1. Introduction
Smoking is considered one of the leading causes of deaths internationally. According to a recent NHS report [
1], smoking caused the deaths of approximately 7900 people in England alone in 2016. The report further states that smoking is not only harmful to the smokers, but many diseases may be caused by the exposure to passive smoking, especially affecting children who are particularly vulnerable to the effects of passive smoking. This makes reducing cigarette smoking a significant public health priority. To support efficient and timely delivery of intervention for those wishing to quit smoking, it is important to be able to model the smoker’s behaviour, and in order to do that, it needs to target both endogenous stressors (e.g., nicotine effect, craving, etc.)and exogenous stressors (e.g., timing, location, type of activity, etc.) that trigger the smoking events [
2].
With advances in technology, new possibilities have emerged for creating efficient cessation programs, particularly through the use of mobile apps. This new technology has many advantages over traditional therapies; it can reach people wherever they are; enhance their experience by opening new channels between the therapist and the smoker; lastly, it offers the possibility to access databases that can provide individual feedbacks on the smokers’ current status [
3], Several methods have been used to provide intervention using mobile apps, For example, text messages either in regular or randomized intervals, or by making the user initiate access to the intervention by reporting on indicators that may cause a potential lapse [
4,
5,
6].
Investigations using self-reporting as a method have indicated that the reported predictors can provide a high degree of possibility for predicting potential lapses [
4,
5]. Schick et al. [
6] improved this method by using Hidden Markov Models to set patterns for the timing and places in which individuals are most likely to smoke, and then use these patterns for better delivery of the support messages. This paper did not report any analytical results that are related to Hidden Markov Models, but rather focused on the positive feedback from the participants who used their mobile application.

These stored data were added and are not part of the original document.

//! Wallet account model.
//!
//! A wallet is either mnemonic-backed (accounts re-derived on demand from
//! the phrase, never cached) or a single imported private key. The
//! serialized form is versioned JSON; the only legacy shape still accepted
//! is the bare `{"privateKeyHex": …}` payload, which migrates into a v2
//! private-key wallet on parse.

use serde::{Deserialize, Serialize};
use zeroize::{Zeroize, ZeroizeOnDrop};

use catalyst_core::derivation::{derive_account_privkey_v1, seed_from_mnemonic};
use catalyst_core::{Address, PrivateKey};

use crate::error::WalletError;

/// Current wallet payload version.
pub const WALLET_VERSION: u32 = 2;

/// A single account within a wallet.
#[derive(Clone, Debug, Deserialize, Eq, PartialEq, Serialize)]
#[serde(rename_all = "camelCase")]
pub struct WalletAccount {
    /// Stable opaque id, unique within the wallet.
    pub id: String,
    /// Human-readable label.
    pub label: String,
    /// The account address.
    pub address: Address,
    /// Derivation index; present iff the account is mnemonic-derived.
    #[serde(default, skip_serializing_if = "Option::is_none")]
    pub account_index: Option<u32>,
    /// Creation timestamp, unix milliseconds.
    pub created_at_ms: u64,
}

/// The secret material backing a wallet, tagged by kind.
#[derive(Clone, Debug, Deserialize, Eq, PartialEq, Serialize, Zeroize, ZeroizeOnDrop)]
#[serde(tag = "kind")]
pub enum WalletSecrets {
    /// Accounts derived from a BIP-39 phrase.
    #[serde(rename = "mnemonic_v1")]
    MnemonicV1 {
        /// The recovery phrase.
        mnemonic: String,
        /// BIP-39 passphrase, empty by default.
        passphrase: String,
        /// Next derivation index; strictly above every account's index.
        #[serde(rename = "nextAccountIndex")]
        next_account_index: u32,
    },

    /// A single imported private key.
    #[serde(rename = "private_key_v1")]
    PrivateKeyV1 {
        /// The key, canonical `0x` hex.
        #[serde(rename = "privateKeyHex")]
        private_key_hex: String,
    },
}

/// A version-2 wallet payload.
#[derive(Clone, Debug, Deserialize, Eq, PartialEq, Serialize)]
#[serde(rename_all = "camelCase")]
pub struct WalletData {
    /// Payload version; always [`WALLET_VERSION`].
    pub version: u32,
    /// Wallet display name.
    pub name: String,
    /// Creation timestamp, unix milliseconds.
    pub created_at_ms: u64,
    /// Ordered, non-empty account list.
    pub accounts: Vec<WalletAccount>,
    /// Id of the selected account; always present in `accounts`.
    pub selected_account_id: String,
    /// Secret material, tagged by wallet kind.
    #[serde(flatten)]
    pub secrets: WalletSecrets,
}

fn account_id(address: &Address) -> String {
    // Stable across re-derivation: the first 16 hex chars of the address.
    format!("acct-{}", &address.to_hex()[2..18])
}

impl WalletData {
    /// Create a mnemonic wallet with accounts `0..initial_accounts`.
    ///
    /// Account 0 is selected; `next_account_index` starts at
    /// `initial_accounts`.
    pub fn create_from_mnemonic(
        name: &str,
        mnemonic: &str,
        passphrase: &str,
        initial_accounts: u32,
        now_ms: u64,
    ) -> Result<Self, WalletError> {
        if initial_accounts == 0 {
            return Err(WalletError::UnsupportedOperation(
                "a wallet needs at least one account".to_string(),
            ));
        }

        let seed = seed_from_mnemonic(mnemonic, passphrase)?;
        let accounts: Vec<WalletAccount> = (0..initial_accounts)
            .map(|index| {
                let address = derive_account_privkey_v1(&seed, index).address();
                WalletAccount {
                    id: account_id(&address),
                    label: format!("Account {}", index + 1),
                    address,
                    account_index: Some(index),
                    created_at_ms: now_ms,
                }
            })
            .collect();
        let selected_account_id = accounts[0].id.clone();

        Ok(Self {
            version: WALLET_VERSION,
            name: name.to_string(),
            created_at_ms: now_ms,
            accounts,
            selected_account_id,
            secrets: WalletSecrets::MnemonicV1 {
                mnemonic: mnemonic.to_string(),
                passphrase: passphrase.to_string(),
                next_account_index: initial_accounts,
            },
        })
    }

    /// Create a single-account wallet around an imported private key.
    pub fn create_from_privkey(
        name: &str,
        private_key_hex: &str,
        now_ms: u64,
    ) -> Result<Self, WalletError> {
        let privkey = PrivateKey::from_hex(private_key_hex)?;
        let address = privkey.address();
        let account = WalletAccount {
            id: account_id(&address),
            label: "Account 1".to_string(),
            address,
            account_index: None,
            created_at_ms: now_ms,
        };
        let selected_account_id = account.id.clone();

        Ok(Self {
            version: WALLET_VERSION,
            name: name.to_string(),
            created_at_ms: now_ms,
            accounts: vec![account],
            selected_account_id,
            secrets: WalletSecrets::PrivateKeyV1 {
                private_key_hex: privkey.to_hex(),
            },
        })
    }

    /// Parse a stored payload, migrating legacy shapes.
    ///
    /// Accepts a `{"version": 2, …}` wallet directly, or the legacy
    /// `{"privateKeyHex": …}` payload; anything else is an error.
    pub fn parse_any(payload: &[u8], now_ms: u64) -> Result<Self, WalletError> {
        let value: serde_json::Value =
            serde_json::from_slice(payload).map_err(|_| WalletError::UnknownPayload)?;

        if value.get("version").and_then(|v| v.as_u64()) == Some(u64::from(WALLET_VERSION)) {
            return serde_json::from_value(value).map_err(|_| WalletError::UnknownPayload);
        }

        if let Some(private_key_hex) = value.get("privateKeyHex").and_then(|v| v.as_str()) {
            return Self::create_from_privkey("Imported wallet", private_key_hex, now_ms);
        }

        Err(WalletError::UnknownPayload)
    }

    /// Serialize for vault sealing.
    pub fn to_bytes(&self) -> Vec<u8> {
        serde_json::to_vec(self).expect("wallet payload serializes")
    }

    /// The selected account.
    pub fn selected_account(&self) -> Result<&WalletAccount, WalletError> {
        self.accounts
            .iter()
            .find(|account| account.id == self.selected_account_id)
            .ok_or_else(|| WalletError::UnknownAccount(self.selected_account_id.clone()))
    }

    /// Look an account up by id.
    pub fn account(&self, id: &str) -> Result<&WalletAccount, WalletError> {
        self.accounts
            .iter()
            .find(|account| account.id == id)
            .ok_or_else(|| WalletError::UnknownAccount(id.to_string()))
    }

    /// Derive and append the next account; selects it.
    ///
    /// Only mnemonic wallets can grow.
    pub fn add_account(&mut self, now_ms: u64) -> Result<&WalletAccount, WalletError> {
        let WalletSecrets::MnemonicV1 {
            mnemonic,
            passphrase,
            next_account_index,
        } = &mut self.secrets
        else {
            return Err(WalletError::UnsupportedOperation(
                "cannot add accounts to a private-key wallet".to_string(),
            ));
        };

        let index = *next_account_index;
        let seed = seed_from_mnemonic(mnemonic, passphrase)?;
        let address = derive_account_privkey_v1(&seed, index).address();
        let account = WalletAccount {
            id: account_id(&address),
            label: format!("Account {}", index + 1),
            address,
            account_index: Some(index),
            created_at_ms: now_ms,
        };
        *next_account_index = index + 1;

        self.selected_account_id = account.id.clone();
        self.accounts.push(account);
        Ok(self.accounts.last().expect("just pushed"))
    }

    /// Select an existing account by id.
    pub fn select_account(&mut self, id: &str) -> Result<(), WalletError> {
        if !self.accounts.iter().any(|account| account.id == id) {
            return Err(WalletError::UnknownAccount(id.to_string()));
        }
        self.selected_account_id = id.to_string();
        Ok(())
    }

    /// The private key for an account, re-derived on demand.
    ///
    /// Mnemonic wallets never cache derived keys; the phrase is the only
    /// long-lived secret.
    pub fn privkey_for(&self, id: &str) -> Result<PrivateKey, WalletError> {
        let account = self.account(id)?;
        match &self.secrets {
            WalletSecrets::PrivateKeyV1 { private_key_hex } => {
                Ok(PrivateKey::from_hex(private_key_hex)?)
            }
            WalletSecrets::MnemonicV1 {
                mnemonic,
                passphrase,
                ..
            } => {
                let index = account.account_index.ok_or_else(|| {
                    WalletError::UnsupportedOperation(
                        "mnemonic account has no derivation index".to_string(),
                    )
                })?;
                let seed = seed_from_mnemonic(mnemonic, passphrase)?;
                Ok(derive_account_privkey_v1(&seed, index))
            }
        }
    }
}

Recent advances in computation make machine learning a perfect tool for modelling smokers’ behaviour, enabling the implementation of smart mobile apps that have the ability to provide ‘just in time’ intervention. For example Dumortier et al. [
7] used machine learning methods to evaluate the urge to smoke based on participant reporting of 41 features (e.g., alcohol consumption, mood status, hunger, location, type of working, etc.) that may trigger an urge to smoke. They compared three different machine learning algorithms (naive Bayes classifier, discriminant analysis classifier, and decision tree learning), and checked the accuracy of the classification based on a number of selected features. Results indicated that machine learning had the ability to estimate the smokers’ urge rating with an accuracy of the classifications up to 86%. However, the models relied on the users reporting a large number of input features. Another study [
8] also used decision tree to predict daily smoking behaviour. Here population information from the 2015 China Adult Tobacco Survey Report was used; the research modelled an equation that calculates the probability of smoking time based on gender, age and time and used statistical information from the dataset as well as some additional extracted features as input to the decision tree model. The researchers concluded that the best method of prediction is XGBoost with 84.11% accuracy.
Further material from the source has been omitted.